隠すほどの爪なら無い

自分自身の、この自我というものが消滅することへの覚悟はできた。苦しみからの開放・・・。だけど、だけどあと少しだけ、続きが見たい…!

【統合医療】自分自身の感覚を信じる

私が統合医療の核をなすと考えている哲学に、自分自身の感覚を信じると言うことがあります。

端的に言ってしまうと、自分自身が好きなものは好き、嫌なものは嫌。それを貫くことが重要だと言うことです。

少なくとも、自分自身にそういう知覚力が備わっているのだと言うことを認識することが必要です。

カツ丼の味の良しあしのように、単純に数値化できないものに対してはあまり云々されることはないのですが、中途半端に数値化できてしまうモノの場合、自分の感覚を信じていいのか、数値を信じていいのかという葛藤が生じやすいのです。

たとえば「暑い」と言うことについて考えてみます。

温度計を見ると低い温度なのに暑く感じることがあります。だから「温度計が高い温度を刺しているから暑い」と言うのは間違いで「自分が暑いから暑い」というのが正解です。温度と湿度を組み合わせて算出する不快指数なるものもありますが、あくまで目安に過ぎません。温度と湿度以外にも、体調や体表面の汚れやアカ、感染症に感染しているなど様々なファクターがありますので、数値によって「暑い」と言うことを判断することは実は不可能です。

あなたが「暑い」と感じるかどうかはあなたの感覚にかかっていると言うことです。

これは当たり前のようではありますが、現代人の多くは数字のマジックにかかっており、たとえば「血圧が高いから塩分を控えないと」とか「コレステロールが高いから卵を控えないと」と言った間の抜けたことを平気で言ってのけてしまいます。

感覚さえ研ぎ澄まされていれば、必要でない食品はひとりでに食べたくなくなるものですし、おう吐や下痢などで速やかに排出されるものです。数値に覆い隠され、自分の感覚を信じられなくなるから食べてはいけないものを食べても気づかなくなってしまうだけの話です。これを数値から割り出すには、コンピューターの性能が今の1000兆倍になっても難しいでしょう。

以前取り上げた入江フィンガーテストと言うのはそういう自分自身の隠れた感覚を引き出すためのメソッドの一つにすぎません。本来、人間はさわっただけでその卵が腐っているかどうかくらいは分かる程度の感覚を備えているものです。

私は、どこかのWebページで、最近ゲリラ雷雨のようなものが多いので外出時は天気情報に気を配りましょうとあったのを見て鼻で笑ってしまいました。大阪で雷に打たれ死傷者が出たためのようですが、そのずいぶん前に雷雨の気配を感じて家の窓を全閉にしていたからです(ご存じ?の通り私は天気予報は見ません)。

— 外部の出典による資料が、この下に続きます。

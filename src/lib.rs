//! # Chronograph
//!
//! As-of-version reads over a mutable property graph.
//!
//! Chronograph adds bitemporal history to a graph store that only keeps the
//! present. Every committed transaction is assigned a version; entities are
//! stamped with validity intervals, and whenever a node's properties change the
//! previous property image is rotated into an immutable history chain. Reads
//! can then be scoped to any committed version.
//!
//! ## Features
//!
//! - Closed integer interval algebra with compaction ([`models::Range`])
//! - Commit-time stamping and chain rotation ([`services::VersioningHandler`])
//! - Version-scoped node and relationship views ([`services::VersionContext`])
//! - Pluggable host store behind small traits, with an in-memory
//!   implementation ([`storage::InMemoryGraphStore`])
//!
//! ## Example
//!
//! ```rust
//! use chronograph::models::PropertyValue;
//! use chronograph::storage::{GraphTransaction, GraphWrite};
//! use chronograph::VersionedGraph;
//!
//! # fn main() -> chronograph::Result<()> {
//! let graph = VersionedGraph::in_memory()?;
//!
//! let mut tx = graph.begin_tx()?;
//! let node = tx.create_node();
//! tx.set_property(node.into(), "name", PropertyValue::from("first"))?;
//! tx.commit()?;
//! let first = graph.latest_version()?;
//!
//! let mut tx = graph.begin_tx()?;
//! tx.set_property(node.into(), "name", PropertyValue::from("second"))?;
//! tx.commit()?;
//!
//! let snapshot = graph.snapshot()?;
//! let past = graph.version_context(first).for_node(&snapshot, node)?;
//! assert_eq!(past.property("name")?, PropertyValue::from("first"));
//! # Ok(())
//! # }
//! ```

#![deny(clippy::all)]
#![warn(clippy::pedantic)]
#![warn(clippy::nursery)]
#![warn(missing_docs)]
#![forbid(unsafe_code)]
#![cfg_attr(test, allow(clippy::unwrap_used, clippy::expect_used))]

use thiserror::Error as ThisError;

pub mod config;
pub mod models;
pub mod observability;
pub mod services;
pub mod storage;

pub use config::{ChronographConfig, CounterKind, LoggingSettings};
pub use models::{
    Direction, EntityRef, NodeId, PropertyValue, Range, RelationshipId, RelationshipType, Version,
};
pub use services::{
    PropertyHolder, VersionContext, VersionCounter, VersionedGraph, VersionedNode,
    VersionedRelationship, VersioningHandler,
};
pub use storage::{GraphRead, GraphStore, GraphTransaction, GraphWrite, InMemoryGraphStore};

/// Error type for chronograph operations.
///
/// # Error Variant Triggers
///
/// | Variant | Raised When |
/// |---------|-------------|
/// | `InvalidRange` | A range is built with `from > to`, or stored validity bounds are inverted |
/// | `VersionNotFound` | No holder in a chain covers the requested version |
/// | `MissingVersionStamp` | An entity presented for resolution lacks validity properties |
/// | `PropertyNotFound` | The resolved holder has no such key |
/// | `AmbiguousSingleRelationship` | A single-relationship query matches more than once |
/// | `NodeNotFound` / `RelationshipNotFound` | A store primitive is given an unknown id |
/// | `DeletedEntity` | A commit changes ordinary properties of a deleted node |
/// | `ChainCorrupted` | Chain inspection finds overlapping or missing validity |
/// | `InvalidInput` | Malformed configuration, or a structurally invalid store request |
/// | `OperationFailed` | Lock poisoning, config I/O, logging initialization |
#[derive(Debug, ThisError)]
pub enum Error {
    /// A range was constructed with its lower bound after its upper bound.
    ///
    /// Raised when:
    /// - [`Range::new`] is called with `from > to`
    /// - Validity properties read back from the store are inverted
    #[error("invalid range: from [{from}] was after to [{to}]")]
    InvalidRange {
        /// The requested lower bound.
        from: u64,
        /// The requested upper bound.
        to: u64,
    },

    /// No holder valid at the requested version exists.
    ///
    /// Raised when:
    /// - The history chain is exhausted without a matching validity interval
    /// - The entity was deleted at or before the requested version
    /// - A relationship is requested at a version where it is not visible
    #[error("version [{0}] not found")]
    VersionNotFound(Version),

    /// An entity has no validity stamp.
    ///
    /// Entities created outside the versioning protocol are tolerated while
    /// stamping but cannot be resolved.
    #[error("missing version stamp on {entity}")]
    MissingVersionStamp {
        /// The unstamped entity.
        entity: EntityRef,
    },

    /// The property is absent at the resolved holder.
    #[error("property '{key}' not found on {entity}")]
    PropertyNotFound {
        /// The entity the caller asked about.
        entity: EntityRef,
        /// The missing key.
        key: String,
    },

    /// More than one relationship matched a single-relationship query.
    #[error(
        "more than one relationship [{rel_type}, {direction}] found for {node} at version {version}"
    )]
    AmbiguousSingleRelationship {
        /// The node the query started from.
        node: NodeId,
        /// The relationship type queried.
        rel_type: RelationshipType,
        /// The direction queried.
        direction: Direction,
        /// The version of the querying context.
        version: Version,
    },

    /// The store has no node with this id.
    #[error("{0} not found")]
    NodeNotFound(NodeId),

    /// The store has no relationship with this id.
    #[error("{0} not found")]
    RelationshipNotFound(RelationshipId),

    /// A committing transaction changed a node that is already deleted.
    #[error("{entity} is deleted and can no longer be modified")]
    DeletedEntity {
        /// The deleted entity.
        entity: EntityRef,
    },

    /// A history chain violates the disjoint-coverage invariant.
    #[error("history chain of {node} is corrupted: {reason}")]
    ChainCorrupted {
        /// The live node owning the chain.
        node: NodeId,
        /// What was found.
        reason: String,
    },

    /// Invalid input was provided.
    ///
    /// Raised when:
    /// - A configuration value cannot be parsed
    /// - A node with remaining relationships is deleted from the store
    /// - A relationship endpoint is asked for with an unrelated node
    #[error("invalid input: {0}")]
    InvalidInput(String),

    /// An operation failed.
    ///
    /// Raised when:
    /// - A store lock is poisoned
    /// - A configuration file cannot be read or parsed
    /// - Logging is initialized twice or fails to install
    #[error("operation '{operation}' failed: {cause}")]
    OperationFailed {
        /// The operation that failed.
        operation: String,
        /// The underlying cause.
        cause: String,
    },
}

/// Result type alias for chronograph operations.
pub type Result<T> = std::result::Result<T, Error>;
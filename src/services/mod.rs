//! Versioning services.
//!
//! Services implement the versioning protocol on top of the storage traits:
//! version allocation, commit-time stamping and rotation, snapshot
//! resolution, and the version-scoped views built on it.

mod context;
mod counter;
mod graph;
pub mod resolution;
mod versioning;

pub use context::{PropertyHolder, PropertyValues, VersionContext, VersionedNode, VersionedRelationship};
pub use counter::{AtomicVersionCounter, StoreVersionCounter, VersionCounter};
pub use graph::VersionedGraph;
pub use resolution::ChainEntry;
pub use versioning::VersioningHandler;
//! End-to-end versioning tests.
//!
//! Drives a [`VersionedGraph`] through ordinary transactions and reads the
//! result back through version contexts.

// Integration tests use expect/unwrap for simplicity - panics are acceptable in tests
#![allow(clippy::expect_used, clippy::unwrap_used)]

use chronograph::models::{Direction, NodeId, PropertyValue, Range, RelationshipType, Version};
use chronograph::services::StoreVersionCounter;
use chronograph::storage::{GraphStore, GraphTransaction, GraphWrite, InMemoryGraphStore};
use chronograph::{ChronographConfig, Error, VersionedGraph};
use std::sync::Arc;

fn graph() -> VersionedGraph {
    VersionedGraph::in_memory().expect("in-memory graph")
}

fn set(graph: &VersionedGraph, node: NodeId, key: &str, value: impl Into<PropertyValue>) {
    let mut tx = graph.begin_tx().unwrap();
    tx.set_property(node.into(), key, value.into()).unwrap();
    tx.commit().unwrap();
}

fn read(
    graph: &VersionedGraph,
    node: NodeId,
    version: u64,
    key: &str,
) -> chronograph::Result<PropertyValue> {
    let snapshot = graph.snapshot()?;
    let context = graph.version_context(Version::new(version));
    context.for_node(&*snapshot, node)?.property(key)
}

#[test]
fn test_property_history_is_readable_per_version() {
    let graph = graph();

    let mut tx = graph.begin_tx().unwrap();
    let node = tx.create_node();
    tx.set_property(node.into(), "key", PropertyValue::from("foo"))
        .unwrap();
    tx.commit().unwrap();
    assert_eq!(graph.latest_version().unwrap(), Version::new(1));

    set(&graph, node, "key", "bar");

    let mut tx = graph.begin_tx().unwrap();
    tx.set_property(node.into(), "key", PropertyValue::from("zoo"))
        .unwrap();
    tx.set_property(node.into(), "other", PropertyValue::from("asdf"))
        .unwrap();
    tx.commit().unwrap();

    let mut tx = graph.begin_tx().unwrap();
    tx.remove_property(node.into(), "key").unwrap();
    tx.commit().unwrap();
    assert_eq!(graph.latest_version().unwrap(), Version::new(4));

    assert_eq!(read(&graph, node, 1, "key").unwrap(), PropertyValue::from("foo"));
    assert_eq!(read(&graph, node, 2, "key").unwrap(), PropertyValue::from("bar"));
    assert_eq!(read(&graph, node, 3, "key").unwrap(), PropertyValue::from("zoo"));
    assert!(matches!(
        read(&graph, node, 4, "key"),
        Err(Error::PropertyNotFound { .. })
    ));
    assert_eq!(read(&graph, node, 4, "other").unwrap(), PropertyValue::from("asdf"));
    assert!(matches!(
        read(&graph, node, 2, "other"),
        Err(Error::PropertyNotFound { .. })
    ));

    let snapshot = graph.snapshot().unwrap();
    let view = graph
        .version_context(Version::new(4))
        .for_node(&*snapshot, node)
        .unwrap();
    assert_eq!(view.property_keys().unwrap(), vec!["other".to_string()]);
    assert_eq!(
        view.property_or("key", PropertyValue::from("none")).unwrap(),
        PropertyValue::from("none")
    );

    assert_eq!(graph.history(node).unwrap().len(), 4);
    assert_eq!(graph.lifetime(node).unwrap(), vec![Range::open(1)]);
    graph.verify_chain(node).unwrap();
}

#[test]
fn test_node_reads_before_creation_fail() {
    let graph = graph();
    set(&graph, graph.store().reference_node(), "seed", 1);

    let mut tx = graph.begin_tx().unwrap();
    let node = tx.create_node();
    tx.commit().unwrap();

    assert!(matches!(
        read(&graph, node, 1, "anything"),
        Err(Error::VersionNotFound(_))
    ));
    assert!(matches!(
        read(&graph, node, 2, "anything"),
        Err(Error::PropertyNotFound { .. })
    ));
}

#[test]
fn test_relationship_visible_until_deleted() {
    let graph = graph();
    let knows = RelationshipType::new("KNOWS");

    let mut tx = graph.begin_tx().unwrap();
    let a = tx.create_node();
    let b = tx.create_node();
    tx.commit().unwrap();

    let mut tx = graph.begin_tx().unwrap();
    let rel = tx.create_relationship(a, b, knows.clone()).unwrap();
    tx.set_property(rel.into(), "since", PropertyValue::from(2020))
        .unwrap();
    tx.commit().unwrap();

    set(&graph, a, "name", "alice");

    let mut tx = graph.begin_tx().unwrap();
    graph
        .version_context(Version::new(4))
        .delete_relationship(&mut tx, rel)
        .unwrap();
    tx.commit().unwrap();
    assert_eq!(graph.latest_version().unwrap(), Version::new(4));

    let snapshot = graph.snapshot().unwrap();
    for version in 1..=5 {
        let context = graph.version_context(Version::new(version));
        let view = context.for_node(&*snapshot, a).unwrap();
        let visible = view.relationships(Direction::Outgoing, &[knows.clone()]).unwrap();
        let expected = (2..4).contains(&version);
        assert_eq!(!visible.is_empty(), expected, "version {version}");
        assert_eq!(context.for_relationship(&*snapshot, rel).is_ok(), expected);
    }

    let context = graph.version_context(Version::new(3));
    let view = context.for_node(&*snapshot, b).unwrap();
    let incoming = view
        .single_relationship(&knows, Direction::Incoming)
        .unwrap()
        .expect("incoming relationship");
    assert_eq!(incoming.other_node_id(b).unwrap(), a);
    assert_eq!(incoming.property("since").unwrap(), PropertyValue::from(2020));
    assert_eq!(incoming.validity(), Range::new(2, 3).unwrap());
    assert!(
        !incoming
            .other_node(b)
            .unwrap()
            .property_keys()
            .unwrap()
            .is_empty()
    );
}

#[test]
fn test_single_relationship_rejects_ambiguity() {
    let graph = graph();
    let knows = RelationshipType::new("KNOWS");

    let mut tx = graph.begin_tx().unwrap();
    let a = tx.create_node();
    let b = tx.create_node();
    let c = tx.create_node();
    tx.create_relationship(a, b, knows.clone()).unwrap();
    tx.commit().unwrap();

    let mut tx = graph.begin_tx().unwrap();
    tx.create_relationship(a, c, knows.clone()).unwrap();
    tx.commit().unwrap();

    let snapshot = graph.snapshot().unwrap();
    let at_one = graph
        .version_context(Version::new(1))
        .for_node(&*snapshot, a)
        .unwrap();
    assert!(
        at_one
            .single_relationship(&knows, Direction::Outgoing)
            .unwrap()
            .is_some()
    );

    let at_two = graph
        .version_context(Version::new(2))
        .for_node(&*snapshot, a)
        .unwrap();
    assert!(matches!(
        at_two.single_relationship(&knows, Direction::Outgoing),
        Err(Error::AmbiguousSingleRelationship { .. })
    ));
    assert!(
        at_two
            .single_relationship(&RelationshipType::new("OWNS"), Direction::Outgoing)
            .unwrap()
            .is_none()
    );
}

#[test]
fn test_deleted_node_disappears_from_later_versions() {
    let graph = graph();

    let mut tx = graph.begin_tx().unwrap();
    let node = tx.create_node();
    tx.set_property(node.into(), "name", PropertyValue::from("a"))
        .unwrap();
    tx.commit().unwrap();

    set(&graph, node, "name", "b");

    let mut tx = graph.begin_tx().unwrap();
    graph
        .version_context(Version::new(3))
        .delete_node(&mut tx, node)
        .unwrap();
    tx.commit().unwrap();

    set(&graph, graph.store().reference_node(), "tick", 1);

    assert_eq!(read(&graph, node, 1, "name").unwrap(), PropertyValue::from("a"));
    assert_eq!(read(&graph, node, 2, "name").unwrap(), PropertyValue::from("b"));
    for version in 3..=5 {
        assert!(matches!(
            read(&graph, node, version, "name"),
            Err(Error::VersionNotFound(_))
        ));
    }

    assert_eq!(graph.lifetime(node).unwrap(), vec![Range::new(1, 2).unwrap()]);
    graph.verify_chain(node).unwrap();

    let mut tx = graph.begin_tx().unwrap();
    tx.set_property(node.into(), "name", PropertyValue::from("ghost"))
        .unwrap();
    assert!(matches!(tx.commit(), Err(Error::DeletedEntity { .. })));
}

#[test]
fn test_delete_with_pending_changes_keeps_last_committed_image() {
    let graph = graph();

    let mut tx = graph.begin_tx().unwrap();
    let node = tx.create_node();
    tx.set_property(node.into(), "name", PropertyValue::from("kept"))
        .unwrap();
    tx.commit().unwrap();

    let mut tx = graph.begin_tx().unwrap();
    tx.set_property(node.into(), "name", PropertyValue::from("discarded"))
        .unwrap();
    graph
        .version_context(Version::new(2))
        .delete_node(&mut tx, node)
        .unwrap();
    tx.commit().unwrap();

    assert_eq!(read(&graph, node, 1, "name").unwrap(), PropertyValue::from("kept"));
    assert_eq!(graph.history(node).unwrap().len(), 1);
}

#[test]
fn test_strict_endpoints_hide_dangling_relationships() {
    let config = ChronographConfig::default().with_strict_endpoints(true);
    let strict = VersionedGraph::new(config).unwrap();
    let knows = RelationshipType::new("KNOWS");

    let mut tx = strict.begin_tx().unwrap();
    let a = tx.create_node();
    let b = tx.create_node();
    let rel = tx.create_relationship(a, b, knows.clone()).unwrap();
    tx.commit().unwrap();

    let mut tx = strict.begin_tx().unwrap();
    strict
        .version_context(Version::new(2))
        .delete_node(&mut tx, b)
        .unwrap();
    tx.commit().unwrap();

    let snapshot = strict.snapshot().unwrap();

    let strict_at_two = strict.version_context(Version::new(2));
    assert!(strict_at_two.is_strict());
    let view = strict_at_two.for_node(&*snapshot, a).unwrap();
    assert!(!view.has_relationship(Direction::Outgoing, &[knows.clone()]).unwrap());
    assert!(matches!(
        strict_at_two.for_relationship(&*snapshot, rel),
        Err(Error::VersionNotFound(_))
    ));

    let strict_at_one = strict.version_context(Version::new(1));
    let view = strict_at_one.for_node(&*snapshot, a).unwrap();
    assert!(view.has_relationship(Direction::Outgoing, &[knows.clone()]).unwrap());

    let lenient_at_two = strict_at_two.strict_endpoints(false);
    let view = lenient_at_two.for_node(&*snapshot, a).unwrap();
    assert!(view.has_relationship(Direction::Outgoing, &[knows.clone()]).unwrap());
}

#[test]
fn test_entities_from_before_versioning_fail_only_on_resolution() {
    let store = InMemoryGraphStore::new();
    let mut tx = store.begin_tx().unwrap();
    let legacy = tx.create_node();
    tx.set_property(legacy.into(), "name", PropertyValue::from("old"))
        .unwrap();
    tx.commit().unwrap();

    let counter = Arc::new(StoreVersionCounter::new(store.reference_node()));
    let graph = VersionedGraph::with_store(store, counter, ChronographConfig::default()).unwrap();

    let mut tx = graph.begin_tx().unwrap();
    tx.set_property(legacy.into(), "name", PropertyValue::from("new"))
        .unwrap();
    assert!(tx.commit().is_ok());
    assert_eq!(graph.latest_version().unwrap(), Version::new(1));

    let snapshot = graph.snapshot().unwrap();
    for version in [1, 2] {
        let result = graph
            .version_context(Version::new(version))
            .for_node(&*snapshot, legacy);
        assert!(matches!(
            result,
            Err(Error::MissingVersionStamp { entity }) if entity == legacy.into()
        ));
    }
}
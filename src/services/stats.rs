//! Comparative statistics calculator
//!
//! Compares a current expense aggregate against a reference aggregate and
//! expresses the result as a percentage per category. "No baseline" is a
//! distinct outcome from 0%: a category the reference period never saw
//! must not read the same as a category with a verified zero spend.

use std::collections::BTreeMap;

use crate::error::{SpendwiseError, SpendwiseResult};
use crate::models::{CategoryId, Money, MonthlyAggregate, RateResult};

/// The three-way rate branch for one pair of amounts
///
/// Absent amounts are passed as zero; both zero-reference and
/// absent-reference mean there is no baseline.
fn rate_between(current: Money, reference: Money) -> RateResult {
    if reference.is_zero() {
        RateResult::NoBaseline
    } else if current.is_zero() {
        RateResult::Zero
    } else {
        RateResult::Rate(current.minor() as f64 / reference.minor() as f64 * 100.0)
    }
}

/// Compare two aggregates category by category
///
/// The result covers the union of both key sets, so new categories (present
/// only in `current`) report `NoBaseline` and abandoned ones (present only
/// in `reference`) report `Zero`.
pub fn compare_rate(
    current: &MonthlyAggregate,
    reference: &MonthlyAggregate,
) -> SpendwiseResult<BTreeMap<CategoryId, RateResult>> {
    if let Some((_, amount)) = current.first_negative() {
        return Err(SpendwiseError::invalid_amount("current aggregate", amount));
    }
    if let Some((_, amount)) = reference.first_negative() {
        return Err(SpendwiseError::invalid_amount(
            "reference aggregate",
            amount,
        ));
    }

    let mut categories: Vec<CategoryId> = current.categories().collect();
    categories.extend(reference.categories());
    categories.sort_unstable();
    categories.dedup();

    Ok(categories
        .into_iter()
        .map(|category| {
            (
                category,
                rate_between(
                    current.amount_or_zero(category),
                    reference.amount_or_zero(category),
                ),
            )
        })
        .collect())
}

/// Compare two total amounts
///
/// Same branch rules as the per-category comparison; used for peer
/// statistics where only aggregate totals are available.
pub fn compare_totals(current: Money, reference: Money) -> SpendwiseResult<RateResult> {
    if current.is_negative() {
        return Err(SpendwiseError::invalid_amount("current total", current));
    }
    if reference.is_negative() {
        return Err(SpendwiseError::invalid_amount("reference total", reference));
    }
    Ok(rate_between(current, reference))
}
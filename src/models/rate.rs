//! Comparison rate results
//!
//! A rate compares a current aggregate amount against a reference baseline.
//! "No baseline exists" is a distinct outcome from a genuine 0% rate: an
//! empty history must not look like a verified zero-spend period, so the
//! result is a tagged enum rather than a numeric sentinel.

use serde::{Deserialize, Serialize};
use std::fmt;

use super::ids::CategoryId;

/// Outcome of comparing a current amount against a reference amount
#[derive(Debug, Clone, Copy, PartialEq, Serialize, Deserialize)]
pub enum RateResult {
    /// The reference amount is zero or absent; there is nothing to compare
    /// against
    NoBaseline,

    /// The reference is non-zero and the current amount is zero: exactly 0%
    Zero,

    /// A real percentage, fractional part preserved
    Rate(f64),
}

impl RateResult {
    /// The percentage value, if one is defined
    ///
    /// `Zero` reports `Some(0.0)`; `NoBaseline` reports `None`.
    pub fn percent(&self) -> Option<f64> {
        match self {
            Self::NoBaseline => None,
            Self::Zero => Some(0.0),
            Self::Rate(percent) => Some(*percent),
        }
    }

    /// Check if no baseline existed for the comparison
    pub fn is_no_baseline(&self) -> bool {
        matches!(self, Self::NoBaseline)
    }
}

impl fmt::Display for RateResult {
    fn fmt(&self, f: &mut fmt::Formatter<'_>) -> fmt::Result {
        match self {
            Self::NoBaseline => write!(f, "no baseline"),
            Self::Zero => write!(f, "0%"),
            Self::Rate(percent) => write!(f, "{percent}%"),
        }
    }
}

/// A per-category rate with its resolved display name
///
/// The shape handed to presentation by the statistics operations.
#[derive(Debug, Clone, PartialEq, Serialize, Deserialize)]
pub struct CategoryRate {
    /// The category the rate applies to
    pub category_id: CategoryId,

    /// Display name resolved through the catalog
    pub category_name: String,

    /// The comparison outcome
    pub rate: RateResult,
}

普通の感覚さえあれば、雷雨が来ることくらいは感じ取れてしかるべきなのです。そもそも、ゲリラ雷雨はどこで起きるかわかりませんから天気予報を見ても無意味です。

私は、最近ゲリラ雷雨が起きていることよりも、その予兆すら感じ取れない人が増えていることの方に危惧を感じます。昔なら「雷雨が来そうになったら、お家に帰りましょう」だったのですが、今の人は「どうやったら雷雨が来そうってわかるの?」ってなってしまうのでしょうか。

さて。標準医療の究極の細分化、究極の数値化で救われる人々は増えていくのでしょうか。
もしそうなのであれば、それに越したことはありませんが、病人を救う一方で数値に振り回され病気になる人を増やしてはいないでしょうか。

邁進するにも方向が正しくなければ、戻ってやり直すしかなくなります。